• _WORK INSTRUCTIONS_: Locate the word "tracing" in the data below, then copy every line that holds it.

▶

//! Issue-list cache with a fixed time-to-live.
//!
//! Cache failures never reach callers. A storage error on read is a miss; a
//! storage error on write is logged and the data is dropped.

use std::collections::HashMap;
use std::sync::Arc;
use std::time::Duration;

use crate::kv::KvStore;
use crate::types::{CacheEntry, Issue};

/// How long a cached issue list stays valid.
pub const CACHE_TTL: Duration = Duration::from_secs(5 * 60);

/// Source of "now" in unix milliseconds.
pub type Clock = Arc<dyn Fn() -> i64 + Send + Sync>;

/// Typed cache of issue lists on top of a [`KvStore`].
#[derive(Clone)]
pub struct CacheStore {
    kv: Arc<dyn KvStore>,
    clock: Clock,
}

impl CacheStore {
    pub fn new(kv: Arc<dyn KvStore>) -> Self {
        Self::with_clock(kv, Arc::new(crate::db::now_millis))
    }

    pub fn with_clock(kv: Arc<dyn KvStore>, clock: Clock) -> Self {
        Self { kv, clock }
    }

    /// Composite key for one repository: `issues:{owner}:{repo}`.
    pub fn key(owner: &str, repo: &str) -> String {
        format!("issues:{owner}:{repo}")
    }

    /// Returns the live entry for `key`, or `None` if absent, unreadable, or
    /// older than [`CACHE_TTL`]. Expired entries are left in place.
    pub async fn get(&self, key: &str) -> Option<CacheEntry> {
        let mut found = match self.kv.get(&[key]).await {
            Ok(found) => found,
            Err(e) => {
                tracing::warn!(key, error = %e, "cache read failed, treating as miss");
                return None;
            }
        };
        let raw = found.remove(key)?;
        let entry: CacheEntry = match serde_json::from_value(raw) {
            Ok(entry) => entry,
            Err(e) => {
                tracing::warn!(key, error = %e, "cache entry undecodable, treating as miss");
                return None;
            }
        };

        let age = (self.clock)().saturating_sub(entry.stored_at);
        if age > CACHE_TTL.as_millis() as i64 {
            tracing::debug!(key, age_ms = age, "cache entry expired");
            return None;
        }
        Some(entry)
    }

    /// Replaces the entry for `key` with `issues`, stamped with the current time.
    pub async fn put(&self, key: &str, issues: &[Issue]) {
        let entry = CacheEntry { issues: issues.to_vec(), stored_at: (self.clock)() };
        let value = match serde_json::to_value(&entry) {
            Ok(value) => value,
            Err(e) => {
                tracing::warn!(key, error = %e, "cache entry not encodable, dropped");
                return;
            }
        };
        if let Err(e) = self.kv.set(HashMap::from([(key.to_owned(), value)])).await {
            tracing::warn!(key, error = %e, "cache write failed, dropped");
        }
    }

    /// Drops the entry for `key`, if any.
    pub async fn invalidate(&self, key: &str) {
        if let Err(e) = self.kv.remove(&[key]).await {
            tracing::warn!(key, error = %e, "cache invalidate failed");
        }
    }
}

◀

• _TASK ANSWER_:
                tracing::warn!(key, error = %e, "cache read failed, treating as miss");
                tracing::warn!(key, error = %e, "cache entry undecodable, treating as miss");
            tracing::debug!(key, age_ms = age, "cache entry expired");
                tracing::warn!(key, error = %e, "cache entry not encodable, dropped");
            tracing::warn!(key, error = %e, "cache write failed, dropped");
            tracing::warn!(key, error = %e, "cache invalidate failed");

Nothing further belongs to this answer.